The far edge of the pool is unusual as well. In fact, one of the most interesting features in a project filled with lots of interesting features is the set of translucent cushions used to increase bather comfort while sitting on the 60-foot love seat and spa benches.

These cushions are filled with the same saline mixture that’s used to manufacture breast implants and are attached to the plaster surfaces using Velcro stripping epoxied directly to the plaster finish. You notice these cushions at night in particular, when the fiberoptic lights shine through them and add a sense of surprise and novelty to the setting.

Finally, the pool includes two special underwater speakers installed in wet-niche fittings. This enables bathers to listen to music piped through speakers that surround the pool and decks: They can jump into the water and keep on moving without ever missing a beat.


Obviously, it’s not every day that you run into a client with so much ambition – and the budget to match. It simply wouldn’t have worked if the clients hadn’t been involved in the decision-making process from the start: Close communication and steady interaction were critical as we discussed all of these features and how they would all come together.

The results speak for themselves, and with no small measure of pride I must mention that the project won a Best of Competition medal and an Outstanding Achievement Award in the Northeast Spa & Pool Association’s design awards program and a Special Judges’ Award in the National Spa & Pool Institute’s national design awards competition.

It’s all well and good to hang plaques on walls, but the true satisfaction from this project comes from knowing that we produced a truly beautiful watershape – and delighted our clients in the process.

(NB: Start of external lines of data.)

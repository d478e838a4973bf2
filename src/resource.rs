//! Resolved resource values.
//!
//! A `Resource` is immutable once produced by a loader: a URL, a content
//! accessor, the owning archive's manifest main attributes, and optional
//! security info. Content is either materialized bytes (preload) or a
//! deferred fetch that re-reads through the owning root on access, so a
//! reclaimed archive handle is transparently reopened.

use anyhow::{Context, Result};
use memmap2::Mmap;
use sha2::{Digest, Sha256};
use std::fs::File;
use std::path::PathBuf;
use std::sync::{Arc, OnceLock};
use url::Url;

use crate::archive::HandleCache;
use crate::manifest::{AttributeKey, ManifestAttributes};

#[derive(Debug, Clone)]
pub enum ResourceContent {
    Bytes(Arc<[u8]>),
    File(PathBuf),
    Entry {
        handles: Arc<HandleCache>,
        archive: PathBuf,
        entry: String,
    },
}

#[derive(Debug, Clone)]
pub struct Resource {
    url: Url,
    content: ResourceContent,
    attributes: Option<Arc<ManifestAttributes>>,
    security: Option<Arc<SecuritySource>>,
}

impl Resource {
    pub(crate) fn new(url: Url, content: ResourceContent) -> Self {
        Self {
            url,
            content,
            attributes: None,
            security: None,
        }
    }

    pub(crate) fn with_attributes(mut self, attributes: Option<Arc<ManifestAttributes>>) -> Self {
        self.attributes = attributes;
        self
    }

    pub(crate) fn with_security(mut self, security: Option<Arc<SecuritySource>>) -> Self {
        self.security = security;
        self
    }

    pub fn url(&self) -> &Url {
        &self.url
    }

    /// Eager byte content. A read failure is raised to the caller.
    pub fn bytes(&self) -> Result<Vec<u8>> {
        match &self.content {
            ResourceContent::Bytes(bytes) => Ok(bytes.to_vec()),
            ResourceContent::File(path) => std::fs::read(path)
                .with_context(|| format!("Failed to read resource file: {}", path.display())),
            ResourceContent::Entry {
                handles,
                archive,
                entry,
            } => handles
                .with_archive(archive)?
                .read(entry)?
                .with_context(|| format!("Entry vanished from archive {}: {entry}", archive.display())),
        }
    }

    /// Streamed-access analog: a read failure degrades to absence.
    pub fn try_bytes(&self) -> Option<Vec<u8>> {
        match self.bytes() {
            Ok(bytes) => Some(bytes),
            Err(err) => {
                tracing::warn!(url = %self.url, error = %err, "resource read failed");
                None
            }
        }
    }

    pub fn attribute(&self, key: AttributeKey) -> Option<&str> {
        self.attributes.as_deref().and_then(|a| a.get(key))
    }

    pub fn attributes(&self) -> Option<&ManifestAttributes> {
        self.attributes.as_deref()
    }

    pub fn security_info(&self) -> Option<Arc<SecurityInfo>> {
        self.security.as_deref().and_then(SecuritySource::info)
    }
}

/// Protection metadata attached to resources of a secure archive root.
/// Signature verification is out of scope; signer entries are carried
/// opaquely.
#[derive(Debug, Clone)]
pub struct SecurityInfo {
    pub code_source: Url,
    pub archive_sha256: String,
    pub signature_entries: Vec<String>,
}

#[derive(Debug)]
pub struct SecuritySource {
    code_source: Url,
    archive_path: PathBuf,
    signature_entries: Vec<String>,
    computed: OnceLock<Option<Arc<SecurityInfo>>>,
}

impl SecuritySource {
    pub(crate) fn new(code_source: Url, archive_path: PathBuf, signature_entries: Vec<String>) -> Self {
        Self {
            code_source,
            archive_path,
            signature_entries,
            computed: OnceLock::new(),
        }
    }

    pub fn info(&self) -> Option<Arc<SecurityInfo>> {
        self.computed
            .get_or_init(|| match self.compute() {
                Ok(info) => Some(Arc::new(info)),
                Err(err) => {
                    tracing::warn!(
                        archive = %self.archive_path.display(),
                        error = %err,
                        "failed to compute security info"
                    );
                    None
                }
            })
            .clone()
    }

    fn compute(&self) -> Result<SecurityInfo> {
        let file = File::open(&self.archive_path)
            .with_context(|| format!("无法打开 jar: {}", self.archive_path.display()))?;
        // SAFETY: The file is opened read-only and remains valid for the lifetime of the mmap.
        let mmap = unsafe { Mmap::map(&file) }
            .with_context(|| format!("mmap 失败: {}", self.archive_path.display()))?;

        let mut hasher = Sha256::new();
        hasher.update(&mmap[..]);
        let digest = hasher.finalize();

        Ok(SecurityInfo {
            code_source: self.code_source.clone(),
            archive_sha256: hex::encode(digest),
            signature_entries: self.signature_entries.clone(),
        })
    }
}

#[cfg(test)]
mod tests {
    use super::*;
    use std::time::{SystemTime, UNIX_EPOCH};

    fn temp_path(name: &str) -> PathBuf {
        let nanos = SystemTime::now()
            .duration_since(UNIX_EPOCH)
            .unwrap()
            .as_nanos();
        std::env::temp_dir().join(format!(
            "classpath_test_{}_{}_{}",
            std::process::id(),
            nanos,
            name
        ))
    }

    #[test]
    fn file_resource_reads_bytes() -> Result<()> {
        let path = temp_path("resource_file.txt");
        std::fs::write(&path, b"payload")?;

        let url = Url::from_file_path(&path).unwrap();
        let resource = Resource::new(url, ResourceContent::File(path.clone()));
        assert_eq!(resource.bytes()?, b"payload");
        assert_eq!(resource.try_bytes().as_deref(), Some(&b"payload"[..]));

        std::fs::remove_file(path)?;
        Ok(())
    }

    #[test]
    fn missing_file_raises_on_eager_path_but_not_streamed() {
        let path = temp_path("resource_missing.txt");
        let url = Url::from_file_path(&path).unwrap();
        let resource = Resource::new(url, ResourceContent::File(path));
        assert!(resource.bytes().is_err());
        assert!(resource.try_bytes().is_none());
    }

    #[test]
    fn security_source_computes_digest_once() -> Result<()> {
        let path = temp_path("resource_secure.jar");
        std::fs::write(&path, b"jar-bytes")?;

        let source = SecuritySource::new(
            Url::from_file_path(&path).unwrap(),
            path.clone(),
            vec!["META-INF/SIGNER.SF".to_string()],
        );
        let first = source.info().expect("digest computed");
        // Mutate the file; the cached info must not change.
        std::fs::write(&path, b"different")?;
        let second = source.info().expect("digest cached");
        assert_eq!(first.archive_sha256, second.archive_sha256);
        assert_eq!(first.signature_entries, vec!["META-INF/SIGNER.SF"]);

        std::fs::remove_file(path)?;
        Ok(())
    }
}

Ron Gibbons, president of Ron Gibbons Swimming Pools in Islip Terrace, N.Y., has been in the pool construction business for 37 years. He began his career at his father’s side at Paddock Welding, the first swimming pool construction company on Long Island. Nearly four decades later, Gibbons’ own company, which he runs with his son Ron Jr., builds high-end, custom gunite pools for an affluent clientele. The firm has been recognized with design awards from both the National Spa & Pool Institute and NESPA. Gibbons has served as president of the Long Island Chapter of NSPI, sat on the regional board of directors, has taught seminars on high-end design at a variety of trade events and is an associate member of Genesis 3. He’s also active in his community, having founded an association dedicated to the revitalization of the downtown area of Great River, N.Y., and served as commissioner of the Great River Fire Department.